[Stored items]
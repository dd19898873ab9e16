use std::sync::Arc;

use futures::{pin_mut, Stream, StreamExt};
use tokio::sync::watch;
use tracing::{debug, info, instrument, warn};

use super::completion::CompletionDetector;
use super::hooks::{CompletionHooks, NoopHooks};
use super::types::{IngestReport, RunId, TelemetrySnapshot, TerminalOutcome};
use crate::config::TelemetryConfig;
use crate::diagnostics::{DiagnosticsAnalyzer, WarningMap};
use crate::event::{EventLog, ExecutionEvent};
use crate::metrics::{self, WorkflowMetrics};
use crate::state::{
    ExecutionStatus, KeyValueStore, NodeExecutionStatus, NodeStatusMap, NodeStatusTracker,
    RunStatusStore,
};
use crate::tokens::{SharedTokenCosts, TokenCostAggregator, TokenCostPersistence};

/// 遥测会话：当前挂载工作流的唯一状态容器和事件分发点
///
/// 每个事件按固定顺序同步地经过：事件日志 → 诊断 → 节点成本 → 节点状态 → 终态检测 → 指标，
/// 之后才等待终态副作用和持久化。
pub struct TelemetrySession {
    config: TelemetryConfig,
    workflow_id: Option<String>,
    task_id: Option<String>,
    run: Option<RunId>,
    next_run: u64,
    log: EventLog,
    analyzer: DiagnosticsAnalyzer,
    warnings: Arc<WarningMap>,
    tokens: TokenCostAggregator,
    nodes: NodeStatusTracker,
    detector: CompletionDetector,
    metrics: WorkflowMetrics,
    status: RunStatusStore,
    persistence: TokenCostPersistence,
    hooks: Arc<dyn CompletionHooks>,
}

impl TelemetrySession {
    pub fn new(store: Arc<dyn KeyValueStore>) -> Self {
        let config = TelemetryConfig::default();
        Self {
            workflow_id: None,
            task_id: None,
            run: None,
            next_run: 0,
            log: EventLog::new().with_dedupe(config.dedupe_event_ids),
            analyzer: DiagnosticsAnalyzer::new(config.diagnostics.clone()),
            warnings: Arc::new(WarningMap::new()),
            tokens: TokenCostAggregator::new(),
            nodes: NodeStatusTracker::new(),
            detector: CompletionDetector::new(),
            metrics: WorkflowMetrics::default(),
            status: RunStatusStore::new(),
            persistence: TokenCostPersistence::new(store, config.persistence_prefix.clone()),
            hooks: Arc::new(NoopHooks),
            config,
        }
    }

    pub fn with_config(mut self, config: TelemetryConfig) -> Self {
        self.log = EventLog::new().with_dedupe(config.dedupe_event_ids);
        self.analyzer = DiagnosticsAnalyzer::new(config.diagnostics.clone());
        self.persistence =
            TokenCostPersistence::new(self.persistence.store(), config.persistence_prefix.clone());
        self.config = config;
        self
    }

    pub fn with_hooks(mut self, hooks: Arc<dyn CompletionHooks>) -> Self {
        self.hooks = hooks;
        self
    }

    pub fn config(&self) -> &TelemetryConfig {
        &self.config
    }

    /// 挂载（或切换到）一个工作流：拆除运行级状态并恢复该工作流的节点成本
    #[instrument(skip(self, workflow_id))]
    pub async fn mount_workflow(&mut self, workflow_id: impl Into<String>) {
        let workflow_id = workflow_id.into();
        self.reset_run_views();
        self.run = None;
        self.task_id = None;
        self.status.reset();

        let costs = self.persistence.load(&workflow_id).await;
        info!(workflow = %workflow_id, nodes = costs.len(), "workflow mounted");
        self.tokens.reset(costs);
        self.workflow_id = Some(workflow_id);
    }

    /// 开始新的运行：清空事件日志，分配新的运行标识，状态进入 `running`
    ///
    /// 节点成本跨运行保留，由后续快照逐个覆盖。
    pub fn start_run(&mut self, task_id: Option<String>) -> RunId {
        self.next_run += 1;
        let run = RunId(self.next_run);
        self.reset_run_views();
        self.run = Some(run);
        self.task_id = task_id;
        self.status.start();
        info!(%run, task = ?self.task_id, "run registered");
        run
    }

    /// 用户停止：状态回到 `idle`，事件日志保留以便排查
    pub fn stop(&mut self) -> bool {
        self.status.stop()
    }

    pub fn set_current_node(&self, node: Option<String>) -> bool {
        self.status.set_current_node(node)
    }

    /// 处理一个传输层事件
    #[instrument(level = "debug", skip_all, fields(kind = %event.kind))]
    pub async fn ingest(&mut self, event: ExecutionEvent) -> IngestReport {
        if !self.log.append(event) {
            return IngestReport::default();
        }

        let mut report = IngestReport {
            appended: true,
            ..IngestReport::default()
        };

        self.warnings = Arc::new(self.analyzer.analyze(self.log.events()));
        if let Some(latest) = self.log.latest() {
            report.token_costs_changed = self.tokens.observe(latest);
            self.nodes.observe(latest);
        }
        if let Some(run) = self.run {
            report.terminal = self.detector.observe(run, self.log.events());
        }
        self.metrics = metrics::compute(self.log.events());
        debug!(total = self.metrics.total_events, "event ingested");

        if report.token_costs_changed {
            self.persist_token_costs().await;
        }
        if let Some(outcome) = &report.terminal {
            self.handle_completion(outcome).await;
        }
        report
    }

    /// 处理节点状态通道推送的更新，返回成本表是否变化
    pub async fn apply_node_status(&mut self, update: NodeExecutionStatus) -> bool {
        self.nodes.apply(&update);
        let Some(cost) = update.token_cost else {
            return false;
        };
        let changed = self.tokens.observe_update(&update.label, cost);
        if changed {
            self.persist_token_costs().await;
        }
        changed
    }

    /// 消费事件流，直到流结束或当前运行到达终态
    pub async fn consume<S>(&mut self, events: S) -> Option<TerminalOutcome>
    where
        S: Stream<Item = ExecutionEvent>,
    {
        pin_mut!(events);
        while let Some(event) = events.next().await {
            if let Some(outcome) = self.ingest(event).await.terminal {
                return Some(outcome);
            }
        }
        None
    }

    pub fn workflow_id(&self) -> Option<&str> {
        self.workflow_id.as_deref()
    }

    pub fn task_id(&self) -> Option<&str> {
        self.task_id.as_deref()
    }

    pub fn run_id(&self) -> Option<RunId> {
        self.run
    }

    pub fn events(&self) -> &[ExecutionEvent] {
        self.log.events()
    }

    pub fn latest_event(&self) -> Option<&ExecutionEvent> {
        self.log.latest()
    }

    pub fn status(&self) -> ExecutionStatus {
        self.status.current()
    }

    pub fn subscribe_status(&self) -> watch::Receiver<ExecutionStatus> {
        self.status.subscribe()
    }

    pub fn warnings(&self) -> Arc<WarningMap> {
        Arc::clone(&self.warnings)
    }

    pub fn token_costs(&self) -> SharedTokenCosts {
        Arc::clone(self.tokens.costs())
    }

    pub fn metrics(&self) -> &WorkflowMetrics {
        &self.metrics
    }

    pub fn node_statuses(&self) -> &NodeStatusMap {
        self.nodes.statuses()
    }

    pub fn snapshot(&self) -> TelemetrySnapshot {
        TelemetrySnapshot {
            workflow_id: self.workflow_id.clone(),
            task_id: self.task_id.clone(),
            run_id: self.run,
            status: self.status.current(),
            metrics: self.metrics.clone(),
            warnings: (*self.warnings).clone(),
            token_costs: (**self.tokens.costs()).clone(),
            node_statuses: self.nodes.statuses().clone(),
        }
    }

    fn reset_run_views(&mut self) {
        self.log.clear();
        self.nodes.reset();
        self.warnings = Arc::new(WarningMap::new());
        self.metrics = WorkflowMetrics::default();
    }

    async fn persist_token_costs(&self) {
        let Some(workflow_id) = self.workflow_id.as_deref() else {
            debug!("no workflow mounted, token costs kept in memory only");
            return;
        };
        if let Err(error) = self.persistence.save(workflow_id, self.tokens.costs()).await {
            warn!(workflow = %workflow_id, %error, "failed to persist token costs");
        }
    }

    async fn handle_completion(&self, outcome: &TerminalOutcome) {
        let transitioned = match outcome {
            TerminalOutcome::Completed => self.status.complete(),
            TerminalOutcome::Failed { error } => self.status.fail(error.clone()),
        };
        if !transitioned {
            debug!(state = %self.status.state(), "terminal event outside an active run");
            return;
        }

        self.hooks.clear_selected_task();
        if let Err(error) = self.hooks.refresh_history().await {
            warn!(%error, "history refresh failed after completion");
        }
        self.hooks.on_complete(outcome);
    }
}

==

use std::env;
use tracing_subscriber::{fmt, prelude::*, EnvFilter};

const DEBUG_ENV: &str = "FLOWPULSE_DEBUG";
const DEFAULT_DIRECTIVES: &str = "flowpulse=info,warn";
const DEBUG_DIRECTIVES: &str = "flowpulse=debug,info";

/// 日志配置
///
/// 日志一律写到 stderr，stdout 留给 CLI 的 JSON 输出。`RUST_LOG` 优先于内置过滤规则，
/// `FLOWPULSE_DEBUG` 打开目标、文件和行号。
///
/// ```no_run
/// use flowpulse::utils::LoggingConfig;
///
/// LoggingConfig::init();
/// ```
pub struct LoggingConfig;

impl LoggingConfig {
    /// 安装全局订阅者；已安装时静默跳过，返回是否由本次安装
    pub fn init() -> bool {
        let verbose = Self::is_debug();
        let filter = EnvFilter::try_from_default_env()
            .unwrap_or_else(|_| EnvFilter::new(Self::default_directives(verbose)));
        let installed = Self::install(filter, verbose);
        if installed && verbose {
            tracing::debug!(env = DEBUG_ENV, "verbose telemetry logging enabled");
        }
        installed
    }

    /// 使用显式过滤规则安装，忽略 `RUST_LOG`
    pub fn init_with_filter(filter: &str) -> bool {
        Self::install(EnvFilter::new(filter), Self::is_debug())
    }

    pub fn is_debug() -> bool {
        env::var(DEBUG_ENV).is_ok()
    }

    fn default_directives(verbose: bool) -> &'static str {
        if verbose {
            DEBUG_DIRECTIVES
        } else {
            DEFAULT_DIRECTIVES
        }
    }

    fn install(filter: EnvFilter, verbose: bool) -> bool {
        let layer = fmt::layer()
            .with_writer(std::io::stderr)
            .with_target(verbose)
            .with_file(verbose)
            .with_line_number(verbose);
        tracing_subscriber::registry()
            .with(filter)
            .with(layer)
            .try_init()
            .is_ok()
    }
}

---

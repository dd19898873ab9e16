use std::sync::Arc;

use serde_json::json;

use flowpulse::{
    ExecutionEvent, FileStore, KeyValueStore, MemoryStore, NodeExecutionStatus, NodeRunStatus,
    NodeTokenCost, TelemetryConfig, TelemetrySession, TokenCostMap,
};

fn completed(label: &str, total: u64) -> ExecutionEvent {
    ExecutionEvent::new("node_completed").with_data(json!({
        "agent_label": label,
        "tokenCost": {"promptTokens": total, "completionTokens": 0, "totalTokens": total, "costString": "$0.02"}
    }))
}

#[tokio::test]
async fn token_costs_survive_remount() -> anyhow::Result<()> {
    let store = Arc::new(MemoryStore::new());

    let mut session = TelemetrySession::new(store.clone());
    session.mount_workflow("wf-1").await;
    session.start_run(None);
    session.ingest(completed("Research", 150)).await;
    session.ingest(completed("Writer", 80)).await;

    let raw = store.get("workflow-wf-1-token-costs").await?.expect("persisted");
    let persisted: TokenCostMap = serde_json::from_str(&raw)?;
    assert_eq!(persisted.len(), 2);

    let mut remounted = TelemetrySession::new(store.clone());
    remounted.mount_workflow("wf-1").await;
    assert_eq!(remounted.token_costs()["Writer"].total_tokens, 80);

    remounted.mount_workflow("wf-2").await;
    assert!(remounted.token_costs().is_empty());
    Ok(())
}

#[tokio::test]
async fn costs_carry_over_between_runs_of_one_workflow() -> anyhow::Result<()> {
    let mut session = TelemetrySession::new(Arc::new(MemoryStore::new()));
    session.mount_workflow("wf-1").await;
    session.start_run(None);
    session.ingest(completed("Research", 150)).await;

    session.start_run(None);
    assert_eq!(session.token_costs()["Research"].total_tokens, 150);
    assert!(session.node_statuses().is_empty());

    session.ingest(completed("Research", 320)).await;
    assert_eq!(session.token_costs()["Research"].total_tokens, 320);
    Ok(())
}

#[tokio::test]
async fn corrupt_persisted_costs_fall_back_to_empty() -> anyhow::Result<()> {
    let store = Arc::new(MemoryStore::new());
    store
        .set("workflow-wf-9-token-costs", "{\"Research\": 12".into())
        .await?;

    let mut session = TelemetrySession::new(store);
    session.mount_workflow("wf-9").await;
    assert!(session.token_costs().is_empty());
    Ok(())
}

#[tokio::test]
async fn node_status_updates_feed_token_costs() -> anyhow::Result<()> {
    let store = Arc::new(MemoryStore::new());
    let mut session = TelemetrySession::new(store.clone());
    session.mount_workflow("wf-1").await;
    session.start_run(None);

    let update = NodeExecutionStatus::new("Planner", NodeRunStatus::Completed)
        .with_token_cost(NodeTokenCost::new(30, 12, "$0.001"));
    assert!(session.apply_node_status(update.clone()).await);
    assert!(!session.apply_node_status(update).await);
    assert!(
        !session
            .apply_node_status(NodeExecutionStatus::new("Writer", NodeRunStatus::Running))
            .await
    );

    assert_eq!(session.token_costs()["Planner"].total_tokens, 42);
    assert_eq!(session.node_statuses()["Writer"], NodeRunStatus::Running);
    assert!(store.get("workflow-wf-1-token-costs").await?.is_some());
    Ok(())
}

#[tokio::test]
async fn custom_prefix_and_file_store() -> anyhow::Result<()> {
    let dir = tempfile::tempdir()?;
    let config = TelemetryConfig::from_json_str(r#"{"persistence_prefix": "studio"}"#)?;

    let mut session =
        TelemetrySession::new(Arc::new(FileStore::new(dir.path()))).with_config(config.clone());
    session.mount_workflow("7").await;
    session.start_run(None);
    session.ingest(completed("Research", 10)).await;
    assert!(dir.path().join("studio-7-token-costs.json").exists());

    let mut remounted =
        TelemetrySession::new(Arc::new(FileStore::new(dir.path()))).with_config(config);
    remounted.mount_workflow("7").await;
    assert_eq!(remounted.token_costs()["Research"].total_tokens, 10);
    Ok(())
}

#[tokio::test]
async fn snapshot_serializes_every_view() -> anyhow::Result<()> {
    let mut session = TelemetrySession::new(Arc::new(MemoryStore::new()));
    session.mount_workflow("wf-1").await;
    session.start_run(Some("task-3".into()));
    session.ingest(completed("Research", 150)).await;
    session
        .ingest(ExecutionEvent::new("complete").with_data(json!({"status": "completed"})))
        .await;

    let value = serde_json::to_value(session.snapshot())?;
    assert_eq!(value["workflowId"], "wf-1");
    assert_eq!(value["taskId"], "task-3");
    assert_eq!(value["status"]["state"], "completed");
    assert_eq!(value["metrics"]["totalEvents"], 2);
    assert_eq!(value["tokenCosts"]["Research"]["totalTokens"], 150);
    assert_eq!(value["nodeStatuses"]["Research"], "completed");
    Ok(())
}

[Work item] Reply with the number of lines in the data that include the string "transitioned" and nothing else.

[Exercise solution] 2